• [Description of the task]:
Your answer should be only the lines below from the one with "let tree = menu.tree();" to the one with "an open level.", repeated exactly, ends included.

======== Records for processing

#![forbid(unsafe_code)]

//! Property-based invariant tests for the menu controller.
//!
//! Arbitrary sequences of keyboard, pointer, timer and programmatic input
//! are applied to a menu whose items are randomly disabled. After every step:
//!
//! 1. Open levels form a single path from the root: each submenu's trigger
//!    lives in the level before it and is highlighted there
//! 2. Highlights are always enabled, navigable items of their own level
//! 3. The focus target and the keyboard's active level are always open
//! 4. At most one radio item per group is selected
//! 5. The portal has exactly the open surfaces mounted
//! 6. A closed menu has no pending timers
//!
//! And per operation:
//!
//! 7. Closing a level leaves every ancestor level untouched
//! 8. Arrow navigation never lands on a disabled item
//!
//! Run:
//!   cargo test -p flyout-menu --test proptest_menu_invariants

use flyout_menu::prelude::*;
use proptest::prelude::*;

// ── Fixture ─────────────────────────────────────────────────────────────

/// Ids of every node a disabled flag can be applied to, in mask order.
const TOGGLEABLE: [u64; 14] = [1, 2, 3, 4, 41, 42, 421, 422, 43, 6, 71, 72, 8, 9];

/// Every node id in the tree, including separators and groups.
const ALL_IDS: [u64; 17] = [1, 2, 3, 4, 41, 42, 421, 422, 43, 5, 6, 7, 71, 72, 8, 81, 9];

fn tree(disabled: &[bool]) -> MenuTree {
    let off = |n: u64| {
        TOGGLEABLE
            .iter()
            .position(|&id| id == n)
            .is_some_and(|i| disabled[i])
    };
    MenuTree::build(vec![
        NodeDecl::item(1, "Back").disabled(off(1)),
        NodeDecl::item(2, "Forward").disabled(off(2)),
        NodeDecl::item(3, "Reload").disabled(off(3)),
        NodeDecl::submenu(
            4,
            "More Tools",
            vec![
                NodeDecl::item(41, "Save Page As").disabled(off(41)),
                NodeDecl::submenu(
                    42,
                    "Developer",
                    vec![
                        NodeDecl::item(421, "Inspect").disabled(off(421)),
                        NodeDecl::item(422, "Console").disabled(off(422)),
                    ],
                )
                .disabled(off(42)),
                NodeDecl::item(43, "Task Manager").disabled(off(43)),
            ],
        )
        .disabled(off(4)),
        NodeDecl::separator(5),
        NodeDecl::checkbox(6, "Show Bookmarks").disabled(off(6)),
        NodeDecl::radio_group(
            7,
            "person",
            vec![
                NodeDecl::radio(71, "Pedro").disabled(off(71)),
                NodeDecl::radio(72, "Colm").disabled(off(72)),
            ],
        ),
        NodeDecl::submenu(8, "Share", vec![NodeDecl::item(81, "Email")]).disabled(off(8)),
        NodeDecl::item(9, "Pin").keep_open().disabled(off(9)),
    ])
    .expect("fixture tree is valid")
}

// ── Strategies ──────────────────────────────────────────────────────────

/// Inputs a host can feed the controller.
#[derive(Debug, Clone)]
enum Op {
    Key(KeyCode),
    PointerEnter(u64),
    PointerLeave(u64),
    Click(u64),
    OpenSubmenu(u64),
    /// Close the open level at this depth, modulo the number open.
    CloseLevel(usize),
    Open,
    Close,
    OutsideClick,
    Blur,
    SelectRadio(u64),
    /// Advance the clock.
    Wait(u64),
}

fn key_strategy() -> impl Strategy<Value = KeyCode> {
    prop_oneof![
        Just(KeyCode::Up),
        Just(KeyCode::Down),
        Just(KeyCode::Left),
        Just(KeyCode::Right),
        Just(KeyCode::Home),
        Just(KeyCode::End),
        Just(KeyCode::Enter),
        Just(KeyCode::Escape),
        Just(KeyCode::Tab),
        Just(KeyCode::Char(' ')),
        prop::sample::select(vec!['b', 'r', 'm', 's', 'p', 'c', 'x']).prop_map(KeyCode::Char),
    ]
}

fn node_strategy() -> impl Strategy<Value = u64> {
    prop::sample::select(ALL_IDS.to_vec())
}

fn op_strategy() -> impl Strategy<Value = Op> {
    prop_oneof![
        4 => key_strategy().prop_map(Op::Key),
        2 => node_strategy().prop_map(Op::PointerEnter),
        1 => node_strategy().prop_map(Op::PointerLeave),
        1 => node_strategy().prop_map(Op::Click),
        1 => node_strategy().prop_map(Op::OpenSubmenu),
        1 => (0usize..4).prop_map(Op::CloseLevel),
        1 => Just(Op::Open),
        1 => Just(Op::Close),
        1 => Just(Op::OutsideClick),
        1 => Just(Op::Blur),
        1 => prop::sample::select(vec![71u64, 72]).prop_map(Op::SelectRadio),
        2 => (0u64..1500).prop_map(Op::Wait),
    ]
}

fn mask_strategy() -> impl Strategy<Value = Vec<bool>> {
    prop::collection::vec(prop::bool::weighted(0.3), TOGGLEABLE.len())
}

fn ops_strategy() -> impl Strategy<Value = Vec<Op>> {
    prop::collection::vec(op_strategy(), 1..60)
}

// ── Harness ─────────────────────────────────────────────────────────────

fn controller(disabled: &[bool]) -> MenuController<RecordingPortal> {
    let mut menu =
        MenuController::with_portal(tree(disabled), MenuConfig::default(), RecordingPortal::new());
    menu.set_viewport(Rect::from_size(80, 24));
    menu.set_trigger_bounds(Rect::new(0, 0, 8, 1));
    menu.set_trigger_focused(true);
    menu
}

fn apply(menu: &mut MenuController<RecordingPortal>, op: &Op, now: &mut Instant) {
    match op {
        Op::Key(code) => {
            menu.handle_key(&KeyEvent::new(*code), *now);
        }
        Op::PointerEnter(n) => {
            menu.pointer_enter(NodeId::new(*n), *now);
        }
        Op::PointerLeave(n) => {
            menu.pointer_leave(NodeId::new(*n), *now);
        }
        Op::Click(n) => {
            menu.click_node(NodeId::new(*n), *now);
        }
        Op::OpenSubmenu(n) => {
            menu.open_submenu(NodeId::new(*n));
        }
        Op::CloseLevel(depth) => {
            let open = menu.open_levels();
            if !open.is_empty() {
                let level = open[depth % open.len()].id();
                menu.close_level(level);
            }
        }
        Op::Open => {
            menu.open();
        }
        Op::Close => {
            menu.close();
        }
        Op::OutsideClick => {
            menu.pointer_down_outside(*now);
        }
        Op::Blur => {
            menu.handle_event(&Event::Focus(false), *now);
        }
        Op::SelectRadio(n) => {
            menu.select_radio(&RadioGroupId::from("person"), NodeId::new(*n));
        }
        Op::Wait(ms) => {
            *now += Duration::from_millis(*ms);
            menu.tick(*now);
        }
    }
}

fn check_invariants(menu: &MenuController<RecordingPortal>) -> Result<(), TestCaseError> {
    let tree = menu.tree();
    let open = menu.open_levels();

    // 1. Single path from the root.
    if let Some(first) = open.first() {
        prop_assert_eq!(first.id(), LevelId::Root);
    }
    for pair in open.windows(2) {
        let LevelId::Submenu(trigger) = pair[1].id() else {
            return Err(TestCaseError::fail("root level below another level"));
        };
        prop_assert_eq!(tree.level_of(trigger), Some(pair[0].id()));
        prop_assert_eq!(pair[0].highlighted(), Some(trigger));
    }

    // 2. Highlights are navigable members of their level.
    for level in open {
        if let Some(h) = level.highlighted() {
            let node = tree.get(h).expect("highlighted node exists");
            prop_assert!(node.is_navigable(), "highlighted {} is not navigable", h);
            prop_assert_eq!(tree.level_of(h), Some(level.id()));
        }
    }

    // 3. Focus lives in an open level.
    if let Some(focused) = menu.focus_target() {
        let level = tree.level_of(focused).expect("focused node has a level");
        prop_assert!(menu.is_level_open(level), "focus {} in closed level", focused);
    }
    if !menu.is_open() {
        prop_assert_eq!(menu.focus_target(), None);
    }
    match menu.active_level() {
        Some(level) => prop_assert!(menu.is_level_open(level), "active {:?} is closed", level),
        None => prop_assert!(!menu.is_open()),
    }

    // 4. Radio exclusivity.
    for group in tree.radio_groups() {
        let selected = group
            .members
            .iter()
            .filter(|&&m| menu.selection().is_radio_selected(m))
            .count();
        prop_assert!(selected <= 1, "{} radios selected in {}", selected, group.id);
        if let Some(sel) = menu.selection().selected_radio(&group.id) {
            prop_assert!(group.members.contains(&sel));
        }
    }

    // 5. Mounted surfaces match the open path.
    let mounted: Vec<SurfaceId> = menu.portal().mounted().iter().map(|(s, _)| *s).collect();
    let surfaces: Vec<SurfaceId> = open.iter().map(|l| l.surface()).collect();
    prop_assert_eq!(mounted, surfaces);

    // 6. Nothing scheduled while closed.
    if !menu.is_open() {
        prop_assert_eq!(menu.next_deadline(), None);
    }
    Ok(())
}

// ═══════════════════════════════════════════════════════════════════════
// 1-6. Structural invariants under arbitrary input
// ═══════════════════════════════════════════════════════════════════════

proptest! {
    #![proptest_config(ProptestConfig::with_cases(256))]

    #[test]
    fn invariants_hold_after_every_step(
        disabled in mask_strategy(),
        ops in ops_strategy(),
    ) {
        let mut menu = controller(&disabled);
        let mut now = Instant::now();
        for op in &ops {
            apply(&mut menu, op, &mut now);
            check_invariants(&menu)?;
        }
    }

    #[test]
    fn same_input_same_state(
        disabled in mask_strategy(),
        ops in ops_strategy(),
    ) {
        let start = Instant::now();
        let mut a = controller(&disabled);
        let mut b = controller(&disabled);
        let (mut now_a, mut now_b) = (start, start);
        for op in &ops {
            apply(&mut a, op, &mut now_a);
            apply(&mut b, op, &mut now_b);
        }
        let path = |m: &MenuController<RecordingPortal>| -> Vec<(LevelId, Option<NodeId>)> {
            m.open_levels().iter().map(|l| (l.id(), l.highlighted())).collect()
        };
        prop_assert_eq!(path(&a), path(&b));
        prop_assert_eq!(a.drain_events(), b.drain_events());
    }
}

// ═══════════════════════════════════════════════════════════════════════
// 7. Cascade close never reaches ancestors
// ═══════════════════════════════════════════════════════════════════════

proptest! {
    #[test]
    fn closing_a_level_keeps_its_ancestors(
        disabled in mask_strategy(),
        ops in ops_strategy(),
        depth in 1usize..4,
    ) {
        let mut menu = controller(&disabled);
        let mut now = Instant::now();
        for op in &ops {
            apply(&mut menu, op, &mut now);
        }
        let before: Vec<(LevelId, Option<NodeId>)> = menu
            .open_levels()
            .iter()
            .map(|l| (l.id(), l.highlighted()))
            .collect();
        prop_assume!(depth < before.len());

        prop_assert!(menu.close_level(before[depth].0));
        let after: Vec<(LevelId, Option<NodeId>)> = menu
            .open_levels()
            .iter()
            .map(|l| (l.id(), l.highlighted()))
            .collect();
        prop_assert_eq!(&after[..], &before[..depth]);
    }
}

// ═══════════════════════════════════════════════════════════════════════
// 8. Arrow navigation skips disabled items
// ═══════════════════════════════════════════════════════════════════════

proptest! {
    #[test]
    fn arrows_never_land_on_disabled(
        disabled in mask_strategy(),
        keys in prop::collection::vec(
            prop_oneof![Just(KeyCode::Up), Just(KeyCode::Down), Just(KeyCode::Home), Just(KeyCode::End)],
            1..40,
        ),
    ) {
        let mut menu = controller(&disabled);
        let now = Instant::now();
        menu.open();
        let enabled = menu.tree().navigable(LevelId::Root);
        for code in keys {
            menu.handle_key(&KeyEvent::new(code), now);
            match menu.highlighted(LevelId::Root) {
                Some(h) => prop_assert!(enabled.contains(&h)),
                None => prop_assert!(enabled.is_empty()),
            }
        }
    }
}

================

• [Exercise result]:
    let tree = menu.tree();
    let open = menu.open_levels();

    // 1. Single path from the root.
    if let Some(first) = open.first() {
        prop_assert_eq!(first.id(), LevelId::Root);
    }
    for pair in open.windows(2) {
        let LevelId::Submenu(trigger) = pair[1].id() else {
            return Err(TestCaseError::fail("root level below another level"));
        };
        prop_assert_eq!(tree.level_of(trigger), Some(pair[0].id()));
        prop_assert_eq!(pair[0].highlighted(), Some(trigger));
    }

    // 2. Highlights are navigable members of their level.
    for level in open {
        if let Some(h) = level.highlighted() {
            let node = tree.get(h).expect("highlighted node exists");
            prop_assert!(node.is_navigable(), "highlighted {} is not navigable", h);
            prop_assert_eq!(tree.level_of(h), Some(level.id()));
        }
    }

    // 3. Focus lives in an open level.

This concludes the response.